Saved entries
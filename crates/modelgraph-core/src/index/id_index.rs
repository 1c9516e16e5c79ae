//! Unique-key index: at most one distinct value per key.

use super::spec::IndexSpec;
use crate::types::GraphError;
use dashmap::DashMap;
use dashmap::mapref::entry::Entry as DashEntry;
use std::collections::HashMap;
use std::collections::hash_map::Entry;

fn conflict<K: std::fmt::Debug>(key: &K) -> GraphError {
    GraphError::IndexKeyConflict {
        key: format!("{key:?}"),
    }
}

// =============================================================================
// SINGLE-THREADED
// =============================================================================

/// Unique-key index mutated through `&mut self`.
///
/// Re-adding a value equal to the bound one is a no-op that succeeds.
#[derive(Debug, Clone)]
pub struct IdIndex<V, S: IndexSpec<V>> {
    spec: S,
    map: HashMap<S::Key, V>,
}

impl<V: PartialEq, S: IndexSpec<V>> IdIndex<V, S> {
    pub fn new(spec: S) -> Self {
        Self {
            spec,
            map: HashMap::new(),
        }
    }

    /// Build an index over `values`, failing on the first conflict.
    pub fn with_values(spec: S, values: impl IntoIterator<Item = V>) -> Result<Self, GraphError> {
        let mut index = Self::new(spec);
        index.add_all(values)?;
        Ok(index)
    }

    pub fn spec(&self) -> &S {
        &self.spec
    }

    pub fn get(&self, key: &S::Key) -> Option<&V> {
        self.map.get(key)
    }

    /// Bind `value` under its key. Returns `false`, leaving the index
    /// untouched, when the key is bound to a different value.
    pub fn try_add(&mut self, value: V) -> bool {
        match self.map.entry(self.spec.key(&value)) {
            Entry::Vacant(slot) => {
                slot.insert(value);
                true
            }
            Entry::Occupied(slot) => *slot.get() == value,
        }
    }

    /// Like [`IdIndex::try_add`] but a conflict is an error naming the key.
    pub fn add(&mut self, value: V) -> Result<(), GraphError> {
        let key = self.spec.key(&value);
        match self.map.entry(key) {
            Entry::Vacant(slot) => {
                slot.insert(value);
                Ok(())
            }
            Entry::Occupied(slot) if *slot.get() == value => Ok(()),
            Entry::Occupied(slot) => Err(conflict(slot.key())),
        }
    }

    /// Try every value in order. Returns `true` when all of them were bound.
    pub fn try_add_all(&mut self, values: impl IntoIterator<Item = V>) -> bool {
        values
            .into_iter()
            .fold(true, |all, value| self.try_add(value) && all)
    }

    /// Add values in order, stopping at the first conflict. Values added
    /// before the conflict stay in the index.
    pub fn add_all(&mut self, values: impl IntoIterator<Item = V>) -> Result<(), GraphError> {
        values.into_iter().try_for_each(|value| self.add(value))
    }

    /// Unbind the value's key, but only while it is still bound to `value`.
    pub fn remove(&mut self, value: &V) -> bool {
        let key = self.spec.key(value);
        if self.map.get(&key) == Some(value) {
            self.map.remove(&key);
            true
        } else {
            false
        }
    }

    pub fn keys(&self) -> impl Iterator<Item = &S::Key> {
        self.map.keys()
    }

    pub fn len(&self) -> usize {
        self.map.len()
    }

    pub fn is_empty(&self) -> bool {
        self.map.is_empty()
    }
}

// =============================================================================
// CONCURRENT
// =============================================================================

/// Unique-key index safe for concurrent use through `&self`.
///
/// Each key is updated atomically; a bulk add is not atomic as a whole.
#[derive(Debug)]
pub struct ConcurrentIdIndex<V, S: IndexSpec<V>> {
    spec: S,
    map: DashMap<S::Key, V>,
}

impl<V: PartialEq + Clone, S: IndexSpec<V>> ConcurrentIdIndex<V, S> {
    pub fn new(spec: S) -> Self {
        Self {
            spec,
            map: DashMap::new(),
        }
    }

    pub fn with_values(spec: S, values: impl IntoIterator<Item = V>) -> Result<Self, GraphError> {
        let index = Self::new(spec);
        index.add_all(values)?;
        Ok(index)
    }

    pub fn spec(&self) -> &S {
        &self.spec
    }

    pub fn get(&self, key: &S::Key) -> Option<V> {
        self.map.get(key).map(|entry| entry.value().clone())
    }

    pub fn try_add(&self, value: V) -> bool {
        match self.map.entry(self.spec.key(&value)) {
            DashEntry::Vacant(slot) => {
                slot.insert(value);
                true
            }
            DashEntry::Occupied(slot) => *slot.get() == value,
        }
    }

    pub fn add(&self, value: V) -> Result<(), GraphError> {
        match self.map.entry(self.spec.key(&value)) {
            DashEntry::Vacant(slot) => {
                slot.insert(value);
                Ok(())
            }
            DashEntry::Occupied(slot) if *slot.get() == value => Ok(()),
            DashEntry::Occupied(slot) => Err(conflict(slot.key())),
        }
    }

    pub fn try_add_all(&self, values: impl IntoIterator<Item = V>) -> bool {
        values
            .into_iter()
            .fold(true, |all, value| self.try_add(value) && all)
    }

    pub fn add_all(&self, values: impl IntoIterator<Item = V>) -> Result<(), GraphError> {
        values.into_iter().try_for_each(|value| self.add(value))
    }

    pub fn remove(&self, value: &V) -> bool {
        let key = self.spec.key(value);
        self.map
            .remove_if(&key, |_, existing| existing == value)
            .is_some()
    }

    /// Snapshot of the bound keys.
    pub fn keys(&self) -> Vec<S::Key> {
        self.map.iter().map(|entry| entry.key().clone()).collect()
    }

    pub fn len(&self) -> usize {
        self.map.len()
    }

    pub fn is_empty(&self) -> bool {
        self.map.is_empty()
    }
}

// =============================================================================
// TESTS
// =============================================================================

# Aim of the exercise
Check every line of the records above for the string "collections". Copy those that hold it.

# Written response
use std::collections::HashMap;
use std::collections::hash_map::Entry;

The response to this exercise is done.